> _What to produce_
Restate, word for word, the lines from the opening line of the data through the line containing "use thiserror::Error;", both included, and nothing else.

> _Collected data entries_

▬▬▬

//! Error types for ragkit operations.
//!
//! This module provides the error hierarchy using `thiserror` for chunking,
//! conversation memory, file I/O and CLI commands. Construction-time problems
//! surface as [`ConfigError`] or [`Error::InvariantViolation`]; failures of
//! injected collaborators (token counters, tokenizers, summarizers) surface as
//! [`CollaboratorError`] with the original error kept as the source.

use thiserror::Error;

/// Result type alias for ragkit operations.
pub type Result<T> = std::result::Result<T, Error>;

/// Boxed error returned by injected collaborators.
pub type BoxError = Box<dyn std::error::Error + Send + Sync + 'static>;

/// Top-level error type.
#[derive(Error, Debug)]
pub enum Error {
    /// Invalid construction parameters.
    #[error("configuration error: {0}")]
    Config(#[from] ConfigError),

    /// Failure propagated from an injected collaborator.
    #[error("collaborator error: {0}")]
    Collaborator(#[from] CollaboratorError),

    /// A structural invariant of the configuration does not hold.
    #[error("invariant violation: {message}")]
    InvariantViolation {
        /// Description of the violated invariant.
        message: String,
    },

    /// I/O errors (file operations).
    #[error("I/O error: {0}")]
    Io(#[from] IoError),

    /// CLI command errors.
    #[error("command error: {0}")]
    Command(#[from] CommandError),
}

impl Error {
    /// Returns `true` for [`Error::Config`].
    #[must_use]
    pub const fn is_config(&self) -> bool {
        matches!(self, Self::Config(_))
    }

    /// Returns `true` for [`Error::Collaborator`].
    #[must_use]
    pub const fn is_collaborator(&self) -> bool {
        matches!(self, Self::Collaborator(_))
    }

    /// Returns `true` for [`Error::InvariantViolation`].
    #[must_use]
    pub const fn is_invariant_violation(&self) -> bool {
        matches!(self, Self::InvariantViolation { .. })
    }
}

/// Invalid splitter or memory configuration.
#[derive(Error, Debug, Clone, PartialEq, Eq)]
pub enum ConfigError {
    /// Chunk size of zero.
    #[error("chunk_size must be > 0")]
    ZeroChunkSize,

    /// Overlap is not smaller than the chunk size.
    #[error("chunk overlap {overlap} must be less than chunk size {size}")]
    OverlapTooLarge {
        /// Overlap size.
        overlap: usize,
        /// Chunk size.
        size: usize,
    },

    /// Separator pattern could not be compiled.
    #[error("invalid separator {pattern:?}: {reason}")]
    InvalidSeparator {
        /// The offending pattern.
        pattern: String,
        /// Why it was rejected.
        reason: String,
    },

    /// Markdown splitter built without any header markers.
    #[error("headers_to_split_on must not be empty")]
    NoHeaders,

    /// Window memory built with `k == 0`.
    #[error("window size k must be > 0")]
    ZeroWindow,

    /// Token-limited memory built with a zero budget.
    #[error("max_token_limit must be > 0")]
    ZeroTokenLimit,

    /// Unknown splitting strategy name.
    #[error("unknown splitting strategy: {name}")]
    UnknownStrategy {
        /// Name of the unknown strategy.
        name: String,
    },

    /// Unknown memory policy name.
    #[error("unknown memory policy: {name}")]
    UnknownPolicy {
        /// Name of the unknown policy.
        name: String,
    },

    /// A value that does not fit its option.
    #[error("invalid value: {reason}")]
    InvalidValue {
        /// Reason the value is invalid.
        reason: String,
    },
}

/// Failure raised by an injected collaborator, passed through unchanged.
#[derive(Error, Debug)]
pub enum CollaboratorError {
    /// The token counter failed.
    #[error("token counter failed: {0}")]
    TokenCounter(#[source] BoxError),

    /// The tokenizer failed.
    #[error("tokenizer failed: {0}")]
    Tokenizer(#[source] BoxError),

    /// The summarizer failed.
    #[error("summarizer failed: {0}")]
    Summarizer(#[source] BoxError),
}

/// I/O-specific errors for file operations.
#[derive(Error, Debug)]
pub enum IoError {
    /// File not found.
    #[error("file not found: {path}")]
    FileNotFound {
        /// Path to the file that was not found.
        path: String,
    },

    /// Failed to read file.
    #[error("failed to read file: {path}: {reason}")]
    ReadFailed {
        /// Path to the file.
        path: String,
        /// Reason for failure.
        reason: String,
    },

    /// Failed to write file.
    #[error("failed to write file: {path}: {reason}")]
    WriteFailed {
        /// Path to the file.
        path: String,
        /// Reason for failure.
        reason: String,
    },

    /// Directory creation error.
    #[error("failed to create directory: {path}: {reason}")]
    DirectoryFailed {
        /// Path to the directory.
        path: String,
        /// Reason for failure.
        reason: String,
    },

    /// Memory mapping error.
    #[error("memory mapping failed: {path}: {reason}")]
    MmapFailed {
        /// Path to the file.
        path: String,
        /// Reason for failure.
        reason: String,
    },

    /// File content could not be parsed.
    #[error("failed to parse {path}: {reason}")]
    ParseFailed {
        /// Path to the file.
        path: String,
        /// Reason for failure.
        reason: String,
    },

    /// Generic I/O error wrapper.
    #[error("I/O error: {0}")]
    Generic(String),
}

/// CLI command-specific errors.
#[derive(Error, Debug)]
pub enum CommandError {
    /// Invalid argument provided.
    #[error("invalid argument: {0}")]
    InvalidArgument(String),
}

impl From<std::io::Error> for Error {
    fn from(err: std::io::Error) -> Self {
        Self::Io(IoError::Generic(err.to_string()))
    }
}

▬▬▬

> _Task solution_
//! Error types for ragkit operations.
//!
//! This module provides the error hierarchy using `thiserror` for chunking,
//! conversation memory, file I/O and CLI commands. Construction-time problems
//! surface as [`ConfigError`] or [`Error::InvariantViolation`]; failures of
//! injected collaborators (token counters, tokenizers, summarizers) surface as
//! [`CollaboratorError`] with the original error kept as the source.

use thiserror::Error;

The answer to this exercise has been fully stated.